The task:
Read the records beneath this task and copy every line that contains the string "NotificationSessionStatus".

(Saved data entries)

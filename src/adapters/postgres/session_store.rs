//! PostgreSQL implementation of SessionStore.
//!
//! Persists NotificationSession aggregates to `notification_sessions`. The
//! list-valued fields are JSONB columns written whole on every update, so
//! updates are guarded by the `revision` column: a write based on an older
//! copy matches no row and is reported as a concurrency conflict.

use async_trait::async_trait;
use sqlx::types::Json;
use sqlx::{PgPool, Row};

use crate::domain::foundation::{
    AdminId, CampaignId, CompanyId, DomainError, ErrorCode, NotificationSessionStatus, SessionId,
    Timestamp,
};
use crate::domain::notification::{
    ConversationMessage, FeedbackEntry, NotificationSession, NotificationSessionParts, Suggestion,
};
use crate::ports::SessionStore;

/// PostgreSQL implementation of SessionStore.
#[derive(Clone)]
pub struct PostgresSessionStore {
    pool: PgPool,
}

impl PostgresSessionStore {
    /// Creates a new PostgresSessionStore.
    pub fn new(pool: PgPool) -> Self {
        Self { pool }
    }
}

#[async_trait]
impl SessionStore for PostgresSessionStore {
    async fn insert(&self, session: &NotificationSession) -> Result<(), DomainError> {
        let result = sqlx::query(
            r#"
            INSERT INTO notification_sessions (
                id, company_id, admin_id, campaign_id, status, topic,
                current_topic_version, all_suggestions, selected_suggestions,
                rejected_suggestions, conversation_history, feedback_history,
                created_at, updated_at, last_feedback_at, revision
            ) VALUES ($1, $2, $3, $4, $5, $6, $7, $8, $9, $10, $11, $12, $13, $14, $15, $16)
            "#,
        )
        .bind(session.id().as_uuid())
        .bind(session.company_id().as_uuid())
        .bind(session.admin_id().as_uuid())
        .bind(session.campaign_id().as_uuid())
        .bind(session.status().as_str())
        .bind(session.topic())
        .bind(session.current_topic_version())
        .bind(Json(session.all_suggestions()))
        .bind(Json(session.selected_suggestions()))
        .bind(Json(session.rejected_suggestions()))
        .bind(Json(session.conversation_history()))
        .bind(Json(session.feedback_history()))
        .bind(session.created_at().as_datetime())
        .bind(session.updated_at().as_datetime())
        .bind(session.last_feedback_at().map(|t| *t.as_datetime()))
        .bind(session.revision())
        .execute(&self.pool)
        .await;

        match result {
            Ok(_) => Ok(()),
            Err(sqlx::Error::Database(db_err)) if db_err.is_unique_violation() => {
                Err(DomainError::new(
                    ErrorCode::SessionConflict,
                    format!("Session already exists: {}", session.id()),
                )
                .with_detail("session_id", session.id().to_string()))
            }
            Err(e) => Err(DomainError::database(format!(
                "Failed to insert notification session: {}",
                e
            ))),
        }
    }

    async fn find_by_id(
        &self,
        id: &SessionId,
        company_id: &CompanyId,
    ) -> Result<Option<NotificationSession>, DomainError> {
        let row = sqlx::query(
            r#"
            SELECT id, company_id, admin_id, campaign_id, status, topic,
                   current_topic_version, all_suggestions, selected_suggestions,
                   rejected_suggestions, conversation_history, feedback_history,
                   created_at, updated_at, last_feedback_at, revision
            FROM notification_sessions
            WHERE id = $1 AND company_id = $2
            "#,
        )
        .bind(id.as_uuid())
        .bind(company_id.as_uuid())
        .fetch_optional(&self.pool)
        .await
        .map_err(|e| DomainError::database(format!("Failed to fetch notification session: {}", e)))?;

        row.map(row_to_session).transpose()
    }

    async fn update(&self, session: &mut NotificationSession) -> Result<(), DomainError> {
        let result = sqlx::query(
            r#"
            UPDATE notification_sessions SET
                status = $4,
                topic = $5,
                current_topic_version = $6,
                all_suggestions = $7,
                selected_suggestions = $8,
                rejected_suggestions = $9,
                conversation_history = $10,
                feedback_history = $11,
                updated_at = $12,
                last_feedback_at = $13,
                revision = revision + 1
            WHERE id = $1 AND company_id = $2 AND revision = $3
            "#,
        )
        .bind(session.id().as_uuid())
        .bind(session.company_id().as_uuid())
        .bind(session.revision())
        .bind(session.status().as_str())
        .bind(session.topic())
        .bind(session.current_topic_version())
        .bind(Json(session.all_suggestions()))
        .bind(Json(session.selected_suggestions()))
        .bind(Json(session.rejected_suggestions()))
        .bind(Json(session.conversation_history()))
        .bind(Json(session.feedback_history()))
        .bind(session.updated_at().as_datetime())
        .bind(session.last_feedback_at().map(|t| *t.as_datetime()))
        .execute(&self.pool)
        .await
        .map_err(|e| DomainError::database(format!("Failed to update notification session: {}", e)))?;

        if result.rows_affected() == 0 {
            // Tell a missing row apart from one that moved past our revision
            let exists = sqlx::query_scalar::<_, bool>(
                "SELECT EXISTS(SELECT 1 FROM notification_sessions WHERE id = $1 AND company_id = $2)",
            )
            .bind(session.id().as_uuid())
            .bind(session.company_id().as_uuid())
            .fetch_one(&self.pool)
            .await
            .map_err(|e| {
                DomainError::database(format!("Failed to check notification session: {}", e))
            })?;

            let error = if exists {
                DomainError::new(
                    ErrorCode::ConcurrencyConflict,
                    format!(
                        "Session {} changed since revision {}",
                        session.id(),
                        session.revision()
                    ),
                )
            } else {
                DomainError::new(
                    ErrorCode::SessionNotFound,
                    format!("Session not found: {}", session.id()),
                )
            };
            return Err(error.with_detail("session_id", session.id().to_string()));
        }

        session.advance_revision();
        Ok(())
    }
}

// ════════════════════════════════════════════════════════════════════════════
// Helper functions
// ════════════════════════════════════════════════════════════════════════════

fn column<'r, T>(row: &'r sqlx::postgres::PgRow, name: &str) -> Result<T, DomainError>
where
    T: sqlx::Decode<'r, sqlx::Postgres> + sqlx::Type<sqlx::Postgres>,
{
    row.try_get(name)
        .map_err(|e| DomainError::database(format!("Failed to get {}: {}", name, e)))
}

fn row_to_session(row: sqlx::postgres::PgRow) -> Result<NotificationSession, DomainError> {
    let status: String = column(&row, "status")?;
    let status: NotificationSessionStatus = status
        .parse()
        .map_err(|e| DomainError::database(format!("Invalid session status: {}", e)))?;

    let all_suggestions: Json<Vec<Suggestion>> = column(&row, "all_suggestions")?;
    let selected_suggestions: Json<Vec<Suggestion>> = column(&row, "selected_suggestions")?;
    let rejected_suggestions: Json<Vec<Suggestion>> = column(&row, "rejected_suggestions")?;
    let conversation_history: Json<Vec<ConversationMessage>> =
        column(&row, "conversation_history")?;
    let feedback_history: Json<Vec<FeedbackEntry>> = column(&row, "feedback_history")?;
    let last_feedback_at: Option<chrono::DateTime<chrono::Utc>> =
        column(&row, "last_feedback_at")?;

    Ok(NotificationSession::reconstitute(NotificationSessionParts {
        id: SessionId::from_uuid(column(&row, "id")?),
        company_id: CompanyId::from_uuid(column(&row, "company_id")?),
        admin_id: AdminId::from_uuid(column(&row, "admin_id")?),
        campaign_id: CampaignId::from_uuid(column(&row, "campaign_id")?),
        status,
        topic: column(&row, "topic")?,
        current_topic_version: column(&row, "current_topic_version")?,
        all_suggestions: all_suggestions.0,
        selected_suggestions: selected_suggestions.0,
        rejected_suggestions: rejected_suggestions.0,
        conversation_history: conversation_history.0,
        feedback_history: feedback_history.0,
        created_at: Timestamp::from_datetime(column(&row, "created_at")?),
        updated_at: Timestamp::from_datetime(column(&row, "updated_at")?),
        last_feedback_at: last_feedback_at.map(Timestamp::from_datetime),
        revision: column(&row, "revision")?,
    }))
}

#[cfg(test)]
mod tests {
    use super::*;

    #[test]
    fn postgres_session_store_is_send_sync() {
        fn assert_send_sync<T: Send + Sync>() {}
        assert_send_sync::<PostgresSessionStore>();
    }
}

Expected answer:
    AdminId, CampaignId, CompanyId, DomainError, ErrorCode, NotificationSessionStatus, SessionId,
    let status: NotificationSessionStatus = status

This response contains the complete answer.